My name is Cathy & I have a 17 month wire female from the same breeder that you received your girl from. My female, Sky, also is very busy. I play frisbee with her in the backyard every night after work for at least 15 or 20 minutes (I have a big yard so she has to run far!). I also own a 9 yr old male wire, Doc. He just now started to calm down. Unfortunately, they were bred to hunt all day & they have the energy to do so.

As far as Deja jumping up & biting you with you try to retrieve the toy, I also have had that same problem with Sky, she will leap start up in the air & grab the frisbee out of my hand or she will nip me on the arm if she can not reach it.
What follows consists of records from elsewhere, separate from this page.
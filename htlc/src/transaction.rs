//! Legacy Ethereum transactions signed with EIP-155 replay protection.

use crate::ethereum::{keccak256, Address, ChainId, Hash, U256};
use conquer_once::Lazy;
use rlp::{Rlp, RlpStream};
use secp256k1::{
    ecdsa::{RecoverableSignature, RecoveryId},
    All, Message, PublicKey, Secp256k1, SecretKey,
};

static SECP: Lazy<Secp256k1<All>> = Lazy::new(Secp256k1::new);

/// The account `key` signs for.
pub fn account_of(key: &SecretKey) -> Address {
    Address::from_public_key(&PublicKey::from_secret_key(&*SECP, key))
}

/// Offset added to the recovery id, see EIP-155.
const REPLAY_PROTECTION_OFFSET: u64 = 35;

#[derive(Debug, thiserror::Error)]
pub enum Error {
    #[error("secp256k1 failure")]
    Crypto(#[from] secp256k1::Error),
    #[error("malformed RLP")]
    Rlp(#[from] rlp::DecoderError),
    #[error("expected a list of 9 items but got {0}")]
    ItemCount(usize),
    #[error("transaction is not replay protected (v = {0})")]
    NotReplayProtected(u64),
    #[error("recipient must be 20 bytes but got {0}")]
    Recipient(usize),
}

#[derive(Clone, Debug, PartialEq)]
pub struct UnsignedTransaction {
    pub nonce: U256,
    pub gas_price: U256,
    pub gas_limit: U256,
    /// `None` creates a contract from `data`.
    pub to: Option<Address>,
    pub value: U256,
    pub data: Vec<u8>,
}

#[derive(Clone, Debug, PartialEq)]
pub struct SignedTransaction {
    raw: Vec<u8>,
    hash: Hash,
}

impl SignedTransaction {
    pub fn raw(&self) -> &[u8] {
        &self.raw
    }

    /// The transaction hash nodes will report for this transaction.
    pub fn hash(&self) -> Hash {
        self.hash
    }

    /// `0x`-prefixed hex as `eth_sendRawTransaction` expects it.
    pub fn to_hex(&self) -> String {
        format!("0x{}", hex::encode(&self.raw))
    }
}

impl UnsignedTransaction {
    fn rlp_append_fields(&self, s: &mut RlpStream) {
        s.append(&self.nonce);
        s.append(&self.gas_price);
        s.append(&self.gas_limit);

        match self.to {
            Some(ref address) => s.append(&address.as_bytes().to_vec()),
            None => s.append_empty_data(),
        };

        s.append(&self.value);
        s.append(&self.data);
    }

    pub fn signing_hash(&self, chain_id: ChainId) -> [u8; 32] {
        let mut stream = RlpStream::new_list(9);

        self.rlp_append_fields(&mut stream);
        stream.append(&u64::from(chain_id));
        stream.append(&0u8);
        stream.append(&0u8);

        keccak256(&stream.out())
    }

    pub fn sign(&self, key: &SecretKey, chain_id: ChainId) -> Result<SignedTransaction, Error> {
        let message = Message::from_slice(&self.signing_hash(chain_id))?;
        let signature = SECP.sign_ecdsa_recoverable(&message, key);
        let (recovery_id, data) = signature.serialize_compact();

        // recovery ids are 0 or 1
        #[allow(clippy::cast_sign_loss)]
        let v = recovery_id.to_i32() as u64
            + REPLAY_PROTECTION_OFFSET
            + u64::from(chain_id) * 2;
        let r = U256::from_big_endian(&data[0..32]);
        let s = U256::from_big_endian(&data[32..64]);

        let mut stream = RlpStream::new_list(9);
        self.rlp_append_fields(&mut stream);
        stream.append(&v);
        stream.append(&r);
        stream.append(&s);

        let raw = stream.out().to_vec();
        let hash = Hash::from(keccak256(&raw));

        Ok(SignedTransaction { raw, hash })
    }
}

/// A transaction as decoded from its signed raw form.
#[derive(Clone, Debug, PartialEq)]
pub struct RecoveredTransaction {
    pub transaction: UnsignedTransaction,
    pub chain_id: ChainId,
    pub from: Address,
    pub hash: Hash,
}

/// Decodes a signed raw transaction and recovers the address that signed it.
pub fn recover(raw: &[u8]) -> Result<RecoveredTransaction, Error> {
    let rlp = Rlp::new(raw);
    let item_count = rlp.item_count()?;
    if item_count != 9 {
        return Err(Error::ItemCount(item_count));
    }

    let to: Vec<u8> = rlp.val_at(3)?;
    let to = match to.len() {
        0 => None,
        20 => Some(Address::from_slice(&to)),
        len => return Err(Error::Recipient(len)),
    };

    let transaction = UnsignedTransaction {
        nonce: rlp.val_at(0)?,
        gas_price: rlp.val_at(1)?,
        gas_limit: rlp.val_at(2)?,
        to,
        value: rlp.val_at(4)?,
        data: rlp.val_at(5)?,
    };

    let v: u64 = rlp.val_at(6)?;
    let r: U256 = rlp.val_at(7)?;
    let s: U256 = rlp.val_at(8)?;

    if v < REPLAY_PROTECTION_OFFSET {
        return Err(Error::NotReplayProtected(v));
    }
    let chain_id = ChainId::from((v - REPLAY_PROTECTION_OFFSET) / 2);
    #[allow(clippy::cast_possible_truncation, clippy::cast_possible_wrap)]
    let recovery_id = RecoveryId::from_i32(((v - REPLAY_PROTECTION_OFFSET) % 2) as i32)?;

    let mut compact = [0u8; 64];
    r.to_big_endian(&mut compact[0..32]);
    s.to_big_endian(&mut compact[32..64]);
    let signature = RecoverableSignature::from_compact(&compact, recovery_id)?;

    let message = Message::from_slice(&transaction.signing_hash(chain_id))?;
    let public_key = SECP.recover_ecdsa(&message, &signature)?;

    Ok(RecoveredTransaction {
        transaction,
        chain_id,
        from: Address::from_public_key(&public_key),
        hash: Hash::from(keccak256(raw)),
    })
}

/// Address of a contract created by `sender` with the given account nonce.
pub fn contract_address(sender: Address, nonce: U256) -> Address {
    let mut stream = RlpStream::new_list(2);
    stream.append(&sender.as_bytes().to_vec());
    stream.append(&nonce);

    let hash = keccak256(&stream.out());

    Address::from_slice(&hash[12..])
}
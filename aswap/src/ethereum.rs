pub mod geth;
pub mod transactor;
pub mod wallet;

pub use htlc::ethereum::{Address, ChainId, Hash, Log, TransactionReceipt, U256};

use anyhow::Result;
use async_trait::async_trait;
use htlc::transaction::SignedTransaction;
use serde::{Serialize, Serializer};

/// The subset of a node's RPC interface the swap driver relies on.
#[async_trait]
pub trait Connector: Send + Sync {
    async fn chain_id(&self) -> Result<ChainId>;

    /// Nonce for the next transaction of `account`, counting pending ones.
    async fn transaction_count(&self, account: Address) -> Result<U256>;

    async fn gas_price(&self) -> Result<U256>;

    async fn estimate_gas(&self, request: CallRequest) -> Result<U256>;

    async fn balance(&self, account: Address) -> Result<U256>;

    async fn send_raw_transaction(&self, transaction: &SignedTransaction) -> Result<Hash>;

    async fn transaction_receipt(&self, transaction_hash: Hash)
        -> Result<Option<TransactionReceipt>>;

    /// Read-only execution against the latest block.
    async fn call(&self, request: CallRequest) -> Result<Vec<u8>>;

    async fn code_at(&self, address: Address) -> Result<Vec<u8>>;
}

/// Parameters of `eth_call` and `eth_estimateGas`. A missing `to` means
/// contract creation.
#[derive(Clone, Debug, Default, PartialEq, Serialize)]
#[serde(rename_all = "camelCase")]
pub struct CallRequest {
    #[serde(skip_serializing_if = "Option::is_none")]
    pub from: Option<Address>,
    #[serde(skip_serializing_if = "Option::is_none")]
    pub to: Option<Address>,
    #[serde(skip_serializing_if = "Option::is_none")]
    pub gas_price: Option<U256>,
    #[serde(skip_serializing_if = "Option::is_none")]
    pub value: Option<U256>,
    #[serde(
        skip_serializing_if = "Vec::is_empty",
        serialize_with = "serialize_data"
    )]
    pub data: Vec<u8>,
}

fn serialize_data<S>(data: &[u8], serializer: S) -> Result<S::Ok, S::Error>
where
    S: Serializer,
{
    serializer.serialize_str(&format!("0x{}", hex::encode(data)))
}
I taught obedience for 13 yrs & I would tell my students who were having the same problem to put a long line on their puppy, that way you have some means of controlling them. I would then have them step on the long line when the puppy came back with the toy or ball, that way the dog could not reach the toy & you would have some way to hold on to them. Wires are very smart & if you can give her a correction at the right time, they learn very soon. I take Sky out to run birds & she has picked right up on that.

As far as the housebreaking is going, Sky was at least 9 months old before she could hold it all night. I let her sleep in my room in her crate & I would get up & take her out if I heard her get up. If Deja is going outside & then coming back in to potty, just don't let her back in until you see her go. My dogs learned early on, if I don't see you squat, you don't get to come back in!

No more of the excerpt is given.